January 12, 2020
I’m sharing this because maybe you get it.
I am sharing this because maybe you want to “get it” for your wife, your husband, your sister, your friend, or your daughter who experiences something similar to me.
I’m talking about triggering. Real, I’ve-experienced-trauma triggering.
We need to talk about it more if 70 percent of people in the United States have experienced a traumatic event, if 20 percent of those people will develop PTSD, and if one-third women and one-fifth of men have experienced some form of sexual assault.
We need to talk about it more if the goal of our lives is to glorify God and make disciples—together. We need to be aware of how many of us can get derailed from this mission, and how we can care for one another so we can stay on mission.
My little sister recently asked, “With all of the changes in your life right now—ministry, website, new employees—do you feel like you are lost in a snowstorm?”
After a minute, I said, “No, not a snowstorm. I feel quite focused and clear on where I am going in ministry. I know my calling.” I paused, thinking. What is life like right now?
“It feels more like I am in an earthquake,” I said. “Everything is shaking. All of my of old ways of doing ministry and life are shifting into different places.” Honestly? I feel like I am out of control.
These changes—this lack of control—feels like how trauma feels. The ground shook and I couldn’t change it. I was out of control and my voice disappeared.
But, Laurie, you might think. Haven’t you been working on processing trauma for the last several years? Haven’t you experienced healing? Aren’t you done yet?
Yes, I have experienced some healing. Some. A lot, maybe . . . But am I done? No.
The healing journey is less of a one-and-done surgical procedure and more like erosion from waves.
The first big wave of healing God allows in our lives may knock us over, strip away some coping mechanisms, help us to experience some of God’s presence in the midst of the wave’s crash, and encourage us to build some muscles for the next one.
The next wave comes from a different angle, challenges more muscles, different ways we cope, and teaches us a new level of Emmanuel’s with-ness in it.
The next? Oh, it’s a refresher course—a deepening— of the first wave’s intense crash. The next? Something totally new.
But sanctification, healing, and becoming like Christ is a process. A journey.
One I’m still on.
But here I am today, feeling not only the usual sanctification waves, but also as if the sand beneath my feet is cracking apart due to a lots-of-changes earthquake.
I consciously recognize the literal earth is not shaking; I recognize I am not a child going though trauma, but at the same time, I still feel out of control because I am going through change. As the leader of this ministry, I can impact it, but can I really control it? (Can we really control anything?) No. I need to walk out the awkwardness of transition while holding God’s hand.
But, it’s hard. Unpredictable, and echoes past pain.
Therefore, I can still get triggered. Triggering isn’t a sin. It just is.
And here’s how it feels for me:
Last week, one of my daughters came up behind me and grabbed my shoulders. She wanted to hug me. To be close to me.
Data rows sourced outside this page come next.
//! Access to the Perm municipal transport site.
//!
//! Page fetching is kept behind [`PageSource`] so that URL construction
//! and extraction can run against canned pages. [`GortransClient`] is the
//! HTTP implementation.

mod client;
mod error;
mod pages;

pub use client::{ClientConfig, GortransClient};
pub use error::ClientError;
pub use pages::{Gortrans, PageSource, listing_path};
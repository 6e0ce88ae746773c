//! Flat markup token types.

/// A start tag with its attributes, in document order.
#[derive(Debug, Clone, PartialEq, Eq)]
pub struct StartTag {
    /// Lowercase element name.
    pub name: String,
    /// `(name, value)` pairs; names are lowercase.
    pub attrs: Vec<(String, String)>,
}

impl StartTag {
    pub fn new(name: impl Into<String>) -> Self {
        Self {
            name: name.into(),
            attrs: Vec::new(),
        }
    }

    /// Add an attribute (builder style, mostly for tests).
    pub fn with_attr(mut self, name: impl Into<String>, value: impl Into<String>) -> Self {
        self.attrs.push((name.into(), value.into()));
        self
    }

    /// Whether this tag is the given element.
    pub fn is(&self, name: &str) -> bool {
        self.name == name
    }

    /// Value of the first attribute with the given name.
    pub fn attr(&self, name: &str) -> Option<&str> {
        self.attrs
            .iter()
            .find(|(n, _)| n == name)
            .map(|(_, v)| v.as_str())
    }

    /// Link target of an anchor, if it has one.
    pub fn href(&self) -> Option<&str> {
        self.attr("href")
    }
}

/// One event in a linear markup stream.
///
/// End tags are deliberately absent: the page extractors only ever key off
/// openings and text.
#[derive(Debug, Clone, PartialEq, Eq)]
pub enum MarkupToken {
    StartTag(StartTag),
    /// A run of character data between two tags, entities decoded.
    Text(String),
    EndOfStream,
}

impl MarkupToken {
    pub fn text(s: impl Into<String>) -> Self {
        MarkupToken::Text(s.into())
    }
}

impl From<StartTag> for MarkupToken {
    fn from(tag: StartTag) -> Self {
        MarkupToken::StartTag(tag)
    }
}

#[cfg(test)]
mod tests {
    use super::*;

    #[test]
    fn attr_lookup_returns_first_match() {
        let tag = StartTag::new("a")
            .with_attr("class", "link")
            .with_attr("href", "/route/80/")
            .with_attr("href", "/ignored");

        assert!(tag.is("a"));
        assert!(!tag.is("div"));
        assert_eq!(tag.href(), Some("/route/80/"));
        assert_eq!(tag.attr("class"), Some("link"));
        assert_eq!(tag.attr("id"), None);
    }
}
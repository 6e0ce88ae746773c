//! Extraction error types.

/// Errors that abort a page extraction.
///
/// Most malformed markup is skipped rather than reported; only required
/// numeric fields that are present but unreadable end up here.
#[derive(Debug, Clone, PartialEq, Eq, thiserror::Error)]
pub enum ParseError {
    /// Hour text inside an hour block is not an integer
    #[error("cannot parse hour: {0:?}")]
    InvalidHour(String),

    /// Hour is an integer but not a valid hour of day
    #[error("hour out of range: {0}")]
    HourOutOfRange(u32),
}

#[cfg(test)]
mod tests {
    use super::*;

    #[test]
    fn error_display() {
        let err = ParseError::InvalidHour("5a".into());
        assert_eq!(err.to_string(), "cannot parse hour: \"5a\"");

        let err = ParseError::HourOutOfRange(25);
        assert_eq!(err.to_string(), "hour out of range: 25");
    }
}
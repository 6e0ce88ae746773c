//! Route catalog extraction.
//!
//! Two page shapes list routes:
//!
//! - the per-type listing, where every route anchor is directly followed by
//!   its label and the vehicle type is known up front;
//! - free-text search results, where the anchor wraps an `<h4>` whose text
//!   starts with a category name (`Автобус «80, …»`) that gives the type.

use tracing::{debug, trace};

use crate::domain::{Route, RouteLocator, VehicleType};
use crate::markup::MarkupToken;

use super::error::ParseError;
use super::identifier::extract_identifier;

/// Link targets of route detail pages start with this.
pub const ROUTE_PATH_PREFIX: &str = "/route";

/// Element carrying the label in search results.
const LABEL_HEADING: &str = "h4";

#[derive(Debug)]
enum State {
    Idle,
    /// Route anchor seen; label comes after the next heading.
    AwaitingHeading(RouteLocator),
    /// The next non-blank text is the label.
    Label(RouteLocator),
}

/// Extract routes from a search-results page (`hint = None`) or a
/// single-type route listing (`hint = Some(type)`).
///
/// Candidates whose label cannot be classified are dropped. Never fails on
/// malformed markup; an empty stream yields no routes.
pub fn parse_routes<I>(tokens: I, hint: Option<VehicleType>) -> Result<Vec<Route>, ParseError>
where
    I: IntoIterator<Item = MarkupToken>,
{
    let mut routes = Vec::new();
    let mut state = State::Idle;

    let tokens = tokens
        .into_iter()
        .take_while(|t| *t != MarkupToken::EndOfStream);

    for token in tokens {
        state = match (token, state) {
            (MarkupToken::StartTag(tag), state) if tag.is("a") => {
                match tag.href().filter(|href| href.starts_with(ROUTE_PATH_PREFIX)) {
                    Some(href) => {
                        let locator = RouteLocator::new(href);
                        match hint {
                            Some(_) => State::Label(locator),
                            None => State::AwaitingHeading(locator),
                        }
                    }
                    None => state,
                }
            }

            (MarkupToken::StartTag(tag), State::AwaitingHeading(locator) | State::Label(locator))
                if hint.is_none() =>
            {
                if tag.is(LABEL_HEADING) {
                    State::Label(locator)
                } else {
                    State::AwaitingHeading(locator)
                }
            }

            (MarkupToken::Text(text), State::Label(locator)) => {
                if text.trim().is_empty() {
                    State::Label(locator)
                } else {
                    if let Some(route) = route_from_label(locator, &text, hint) {
                        routes.push(route);
                    }
                    State::Idle
                }
            }

            (_, state) => state,
        };
    }

    debug!(
        routes = routes.len(),
        hinted = hint.is_some(),
        "parsed route catalog"
    );
    Ok(routes)
}

/// Build a route from its raw label, or `None` if the vehicle type cannot
/// be determined.
fn route_from_label(
    locator: RouteLocator,
    raw: &str,
    hint: Option<VehicleType>,
) -> Option<Route> {
    let label = raw.trim();

    let (vehicle_type, rest) = match hint {
        Some(t) => (t, label),
        None => match classify(label) {
            Some(found) => found,
            None => {
                trace!(label, locator = %locator, "skipping label without category");
                return None;
            }
        },
    };

    let id = extract_identifier(strip_quotes(rest).trim());

    Some(Route {
        locator,
        display_name: id.name,
        vehicle_type,
        number: id.number,
        literal_suffix: id.literal_suffix,
    })
}

/// Match a category prefix, returning the type and the label after it.
fn classify(label: &str) -> Option<(VehicleType, &str)> {
    VehicleType::SEARCH_CATEGORIES.into_iter().find_map(|t| {
        let prefix = t.category_prefix()?;
        label.strip_prefix(prefix).map(|rest| (t, rest))
    })
}

fn strip_quotes(s: &str) -> String {
    s.replace(['«', '»'], "")
}
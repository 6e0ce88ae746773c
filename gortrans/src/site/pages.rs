//! Page addressing and extraction on top of a [`PageSource`].

use std::future::Future;

use tracing::info;

use crate::domain::{Direction, Route, RouteLocator, ScheduledTime, TimetableLocator, VehicleType};
use crate::extract::{parse_directions, parse_routes, parse_schedule};
use crate::markup::tokenize;

use super::client::{ClientConfig, GortransClient};
use super::error::ClientError;

const SEARCH_PATH: &str = "/search/";

/// Something that can return the raw markup of a site page.
///
/// This abstraction allows the page helpers to be tested with canned pages.
pub trait PageSource {
    /// Fetch the page at `path` (site-relative, leading slash) with the
    /// given query parameters.
    fn fetch_page(
        &self,
        path: &str,
        query: &[(&str, &str)],
    ) -> impl Future<Output = Result<String, ClientError>> + Send;
}

/// Site path of the full route listing for one vehicle type.
pub fn listing_path(vehicle_type: VehicleType) -> String {
    format!("/routes-list/{}/", vehicle_type.listing_id())
}

/// Typed access to the site's pages.
#[derive(Debug, Clone)]
pub struct Gortrans<S> {
    source: S,
}

impl Gortrans<GortransClient> {
    /// Create an HTTP-backed instance.
    pub fn connect(config: ClientConfig) -> Result<Self, ClientError> {
        Ok(Self::new(GortransClient::new(config)?))
    }
}

impl<S: PageSource> Gortrans<S> {
    pub fn new(source: S) -> Self {
        Self { source }
    }

    /// Free-text route search, e.g. `"80"` or `"7т"`.
    pub async fn search(&self, query: &str) -> Result<Vec<Route>, ClientError> {
        let html = self
            .source
            .fetch_page(SEARCH_PATH, &[("q", query)])
            .await?;
        let routes = parse_routes(tokenize(&html), None)?;
        info!(query, found = routes.len(), "route search");
        Ok(routes)
    }

    /// Every route of one vehicle type.
    pub async fn all_routes(&self, vehicle_type: VehicleType) -> Result<Vec<Route>, ClientError> {
        let html = self
            .source
            .fetch_page(&listing_path(vehicle_type), &[])
            .await?;
        let routes = parse_routes(tokenize(&html), Some(vehicle_type))?;
        info!(%vehicle_type, found = routes.len(), "route listing");
        Ok(routes)
    }

    /// Directions and stops of a route.
    pub async fn directions(&self, route: &RouteLocator) -> Result<Vec<Direction>, ClientError> {
        let html = self.source.fetch_page(route.as_str(), &[]).await?;
        Ok(parse_directions(tokenize(&html))?)
    }

    /// Scheduled arrival times at a stop, in timetable order.
    pub async fn timetable(
        &self,
        stop: &TimetableLocator,
    ) -> Result<Vec<ScheduledTime>, ClientError> {
        let html = self.source.fetch_page(stop.as_str(), &[]).await?;
        Ok(parse_schedule(tokenize(&html))?)
    }
}
//! Site access error types.

use crate::extract::ParseError;

/// Errors from fetching or extracting a site page.
#[derive(Debug, thiserror::Error)]
pub enum ClientError {
    /// HTTP request failed (network error, timeout, etc.)
    #[error("HTTP error: {0}")]
    Http(#[from] reqwest::Error),

    /// The page does not exist (stale route or stop reference)
    #[error("page not found: {0}")]
    NotFound(String),

    /// Site returned a non-success status
    #[error("site error {status}: {message}")]
    Api { status: u16, message: String },

    /// Page was fetched but could not be extracted
    #[error("extraction failed: {0}")]
    Parse(#[from] ParseError),
}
She loves me so much and expresses that most frequently through touch.
But a surprise hug for someone who has experienced trauma? A surprise touch from someone who has gone through years of counseling, deep inner healing, and walks with others who have experienced trauma but is in a season of foundation shaking change?
I lost it.
“Don’t touch me!” I yelled. She cowered, her face laced in pain, and ran away from me to cuddle my husband, Matt. He looked at me in grieved shock.
I know I know I know. I am not a yeller. If I am frustrated by something, I get really quiet and try to work it out internally before I bring it to the person with whom I am offended.
But when I’m triggered? It can be hard to control my reactions. This isn’t because trauma destroys people and turns them into out-of-control crazies. Trauma—big and small—simply affects people.
A counselor helped me to recognize one effect: I have an inner child inside who was hurt at the age traumatic event happened. If I don’t work through the wounding this little Laurie endured, that little girl will remain stuck in pain at the age it happened. When she is poked by something that reminds her of her trauma (triggers her) she wakes up and yells sentences she didn’t say when she was traumatized.
“Don’t touch me!” I needed to scream at my perpetrators years ago.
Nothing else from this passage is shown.